Data for analysis section start
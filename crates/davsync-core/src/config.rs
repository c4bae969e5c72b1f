use serde::{Deserialize, Serialize};
use std::path::Path;

use crate::error::{DavsyncError, DavsyncResult};
use crate::types::TransportCapability;

/// Top-level configuration (loaded from davsync.toml)
#[derive(Debug, Clone, Default, Serialize, Deserialize)]
#[serde(default)]
pub struct DavsyncConfig {
    pub logging: LogConfig,
    pub webdav: WebdavConfig,
    pub crypto: CryptoConfig,
    pub transfer: TransferConfig,
}

#[derive(Debug, Clone, Serialize, Deserialize)]
#[serde(default)]
pub struct LogConfig {
    /// Log level (default: info)
    pub level: String,
    /// Log format: "json" or "text"
    pub format: String,
}

#[derive(Debug, Clone, Copy, Default, PartialEq, Eq, Serialize, Deserialize)]
#[serde(rename_all = "lowercase")]
pub enum AuthType {
    #[default]
    Basic,
    Digest,
}

/// Persisted depth preference. `auto_*` values are written back by the
/// transport once it has probed the server; `manual_*` values are user
/// overrides that skip the probe.
#[derive(Debug, Clone, Copy, Default, PartialEq, Eq, Serialize, Deserialize)]
pub enum DepthSetting {
    #[default]
    #[serde(rename = "auto_unknown")]
    AutoUnknown,
    #[serde(rename = "auto_infinity")]
    AutoInfinity,
    #[serde(rename = "auto_1")]
    AutoOne,
    #[serde(rename = "manual_infinity")]
    ManualInfinity,
    #[serde(rename = "manual_1")]
    ManualOne,
}

/// Connection settings for the remote WebDAV store.
#[derive(Clone, PartialEq, Eq, Serialize, Deserialize)]
#[serde(default)]
pub struct WebdavConfig {
    /// Server URL, e.g. `https://dav.example.com/remote.php/dav/files/me`
    pub address: String,
    pub username: String,
    pub password: String,
    pub auth_type: AuthType,
    pub depth: DepthSetting,
    pub manual_recursive: bool,
    /// Directory under the server root that holds the synced tree
    pub remote_base_dir: String,
    /// Per-request timeout in seconds (default: 300)
    pub timeout_secs: u64,
}

impl Default for WebdavConfig {
    fn default() -> Self {
        Self {
            address: String::new(),
            username: String::new(),
            password: String::new(),
            auth_type: AuthType::Basic,
            depth: DepthSetting::AutoUnknown,
            manual_recursive: false,
            remote_base_dir: String::new(),
            timeout_secs: 300,
        }
    }
}

impl std::fmt::Debug for WebdavConfig {
    fn fmt(&self, f: &mut std::fmt::Formatter<'_>) -> std::fmt::Result {
        f.debug_struct("WebdavConfig")
            .field("address", &self.address)
            .field("username", &self.username)
            .field("password", &redacted(&self.password))
            .field("auth_type", &self.auth_type)
            .field("depth", &self.depth)
            .field("manual_recursive", &self.manual_recursive)
            .field("remote_base_dir", &self.remote_base_dir)
            .field("timeout_secs", &self.timeout_secs)
            .finish()
    }
}

impl WebdavConfig {
    /// Reject settings that cannot possibly reach a server.
    pub fn validate(&self) -> DavsyncResult<()> {
        if !(self.address.starts_with("http://") || self.address.starts_with("https://")) {
            return Err(DavsyncError::Config(format!(
                "the url should start with http(s):// but it does not: {:?}",
                self.address
            )));
        }
        if self
            .remote_base_dir
            .split('/')
            .any(|segment| segment == "..")
        {
            return Err(DavsyncError::Config(format!(
                "remote_base_dir must not contain '..': {:?}",
                self.remote_base_dir
            )));
        }
        Ok(())
    }

    /// Credentials are only sent when both parts are present.
    pub fn has_credentials(&self) -> bool {
        !self.username.is_empty() && !self.password.is_empty()
    }

    pub fn capability(&self) -> TransportCapability {
        match self.depth {
            DepthSetting::AutoUnknown => TransportCapability::Unknown,
            DepthSetting::AutoInfinity | DepthSetting::ManualInfinity => {
                TransportCapability::InfinitySupported
            }
            DepthSetting::AutoOne | DepthSetting::ManualOne => TransportCapability::DepthOneOnly,
        }
    }

    /// Settings updated with a capability learned by probing.
    pub fn with_capability(&self, capability: TransportCapability) -> Self {
        let mut updated = self.clone();
        match capability {
            TransportCapability::Unknown => {}
            TransportCapability::InfinitySupported => {
                updated.depth = DepthSetting::AutoInfinity;
                updated.manual_recursive = false;
            }
            TransportCapability::DepthOneOnly => {
                updated.depth = DepthSetting::AutoOne;
                updated.manual_recursive = true;
            }
        }
        updated
    }
}

#[derive(Debug, Clone, Copy, Default, PartialEq, Eq, Serialize, Deserialize)]
#[serde(rename_all = "lowercase")]
pub enum NameEncoding {
    #[default]
    Base64url,
    Base32,
}

/// Client-side encryption settings
#[derive(Clone, Serialize, Deserialize)]
#[serde(default)]
pub struct CryptoConfig {
    /// Encryption password; empty disables encryption
    pub password: String,
    /// PBKDF2 iterations (default: 20000)
    pub kdf_rounds: u32,
    /// Printable alphabet for obscured remote names
    pub name_encoding: NameEncoding,
}

impl Default for CryptoConfig {
    fn default() -> Self {
        Self {
            password: String::new(),
            kdf_rounds: 20_000,
            name_encoding: NameEncoding::Base64url,
        }
    }
}

impl std::fmt::Debug for CryptoConfig {
    fn fmt(&self, f: &mut std::fmt::Formatter<'_>) -> std::fmt::Result {
        f.debug_struct("CryptoConfig")
            .field("password", &redacted(&self.password))
            .field("kdf_rounds", &self.kdf_rounds)
            .field("name_encoding", &self.name_encoding)
            .finish()
    }
}

impl CryptoConfig {
    pub fn enabled(&self) -> bool {
        !self.password.is_empty()
    }
}

#[derive(Debug, Clone, Serialize, Deserialize)]
#[serde(default)]
pub struct TransferConfig {
    /// Ranged GET block size in bytes (default: 10 MiB)
    pub block_size: u64,
    /// Concurrent PROPFINDs per batch when walking the tree manually
    pub list_batch_size: usize,
}

impl Default for TransferConfig {
    fn default() -> Self {
        Self {
            block_size: 10 * 1024 * 1024,
            list_batch_size: 10,
        }
    }
}

impl Default for LogConfig {
    fn default() -> Self {
        Self {
            level: "info".into(),
            format: "text".into(),
        }
    }
}

impl DavsyncConfig {
    pub fn from_toml_str(s: &str) -> DavsyncResult<Self> {
        toml::from_str(s).map_err(|e| DavsyncError::Config(format!("parsing config: {e}")))
    }

    pub fn to_toml_string(&self) -> DavsyncResult<String> {
        toml::to_string(self).map_err(|e| DavsyncError::Config(format!("serializing config: {e}")))
    }

    /// Load from `path`, falling back to defaults when the file is absent.
    pub fn load(path: &Path) -> DavsyncResult<Self> {
        if !path.exists() {
            tracing::warn!(
                "config file not found: {}  (using defaults)",
                path.display()
            );
            return Ok(Self::default());
        }
        let content = std::fs::read_to_string(path)?;
        Self::from_toml_str(&content)
            .map_err(|e| DavsyncError::Config(format!("{}: {e}", path.display())))
    }

    pub fn save(&self, path: &Path) -> DavsyncResult<()> {
        if let Some(parent) = path.parent() {
            if !parent.as_os_str().is_empty() {
                std::fs::create_dir_all(parent)?;
            }
        }
        std::fs::write(path, self.to_toml_string()?)?;
        Ok(())
    }
}

fn redacted(secret: &str) -> &'static str {
    if secret.is_empty() {
        ""
    } else {
        "[REDACTED]"
    }
}

#[cfg(test)]
mod tests {
    use super::*;

    #[test]
    fn test_parse_full_config() {
        let toml_str = r#"
[logging]
level = "debug"
format = "json"

[webdav]
address = "https://dav.example.com/dav"
username = "alice"
password = "hunter2"
auth_type = "digest"
depth = "auto_1"
manual_recursive = true
remote_base_dir = "vault"

[crypto]
password = "correct horse"
kdf_rounds = 1000
name_encoding = "base32"

[transfer]
block_size = 1048576
list_batch_size = 4
"#;
        let config = DavsyncConfig::from_toml_str(toml_str).unwrap();

        assert_eq!(config.logging.level, "debug");
        assert_eq!(config.webdav.address, "https://dav.example.com/dav");
        assert_eq!(config.webdav.auth_type, AuthType::Digest);
        assert_eq!(config.webdav.depth, DepthSetting::AutoOne);
        assert!(config.webdav.manual_recursive);
        assert_eq!(config.webdav.remote_base_dir, "vault");
        assert!(config.crypto.enabled());
        assert_eq!(config.crypto.kdf_rounds, 1000);
        assert_eq!(config.crypto.name_encoding, NameEncoding::Base32);
        assert_eq!(config.transfer.block_size, 1_048_576);
        assert_eq!(config.transfer.list_batch_size, 4);
    }

    #[test]
    fn test_parse_defaults() {
        let config = DavsyncConfig::from_toml_str("").unwrap();

        assert_eq!(config.logging.level, "info");
        assert_eq!(config.logging.format, "text");
        assert_eq!(config.webdav.auth_type, AuthType::Basic);
        assert_eq!(config.webdav.depth, DepthSetting::AutoUnknown);
        assert_eq!(config.webdav.timeout_secs, 300);
        assert!(!config.crypto.enabled());
        assert_eq!(config.crypto.kdf_rounds, 20_000);
        assert_eq!(config.crypto.name_encoding, NameEncoding::Base64url);
        assert_eq!(config.transfer.block_size, 10 * 1024 * 1024);
        assert_eq!(config.transfer.list_batch_size, 10);
    }

    #[test]
    fn test_validate_rejects_bad_address() {
        let cfg = WebdavConfig {
            address: "ftp://example.com".into(),
            ..Default::default()
        };
        let err = cfg.validate().unwrap_err();
        assert!(matches!(err, DavsyncError::Config(_)));

        let cfg = WebdavConfig {
            address: "https://example.com".into(),
            remote_base_dir: "a/../b".into(),
            ..Default::default()
        };
        assert!(cfg.validate().is_err());

        let cfg = WebdavConfig {
            address: "http://localhost:8080".into(),
            remote_base_dir: "vault".into(),
            ..Default::default()
        };
        assert!(cfg.validate().is_ok());
    }

    #[test]
    fn test_capability_mapping() {
        let mut cfg = WebdavConfig::default();
        assert_eq!(cfg.capability(), TransportCapability::Unknown);

        cfg.depth = DepthSetting::ManualOne;
        assert_eq!(cfg.capability(), TransportCapability::DepthOneOnly);

        cfg.depth = DepthSetting::ManualInfinity;
        assert_eq!(cfg.capability(), TransportCapability::InfinitySupported);

        let learned = WebdavConfig::default().with_capability(TransportCapability::DepthOneOnly);
        assert_eq!(learned.depth, DepthSetting::AutoOne);
        assert!(learned.manual_recursive);

        let learned = learned.with_capability(TransportCapability::InfinitySupported);
        assert_eq!(learned.depth, DepthSetting::AutoInfinity);
        assert!(!learned.manual_recursive);
    }

    #[test]
    fn test_debug_redacts_passwords() {
        let cfg = DavsyncConfig {
            webdav: WebdavConfig {
                password: "hunter2".into(),
                ..Default::default()
            },
            crypto: CryptoConfig {
                password: "correct horse".into(),
                ..Default::default()
            },
            ..Default::default()
        };
        let dbg = format!("{cfg:?}");
        assert!(!dbg.contains("hunter2"));
        assert!(!dbg.contains("correct horse"));
        assert!(dbg.contains("[REDACTED]"));
    }

    #[test]
    fn test_save_load_roundtrip() {
        let tmp = tempfile::TempDir::new().unwrap();
        let path = tmp.path().join("nested/davsync.toml");

        let mut config = DavsyncConfig::default();
        config.webdav.address = "https://dav.example.com".into();
        config.webdav.depth = DepthSetting::AutoInfinity;
        config.save(&path).unwrap();

        let loaded = DavsyncConfig::load(&path).unwrap();
        assert_eq!(loaded.webdav, config.webdav);
    }

    #[test]
    fn test_load_missing_file_uses_defaults() {
        let tmp = tempfile::TempDir::new().unwrap();
        let config = DavsyncConfig::load(&tmp.path().join("absent.toml")).unwrap();
        assert_eq!(config.webdav.depth, DepthSetting::AutoUnknown);
    }
}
Data for analysis section end
__Work task__. From the listing above, copy out each line where the word "loaded" appears.

__Written reply__.
/// Top-level configuration (loaded from davsync.toml)
        let loaded = DavsyncConfig::load(&path).unwrap();
        assert_eq!(loaded.webdav, config.webdav);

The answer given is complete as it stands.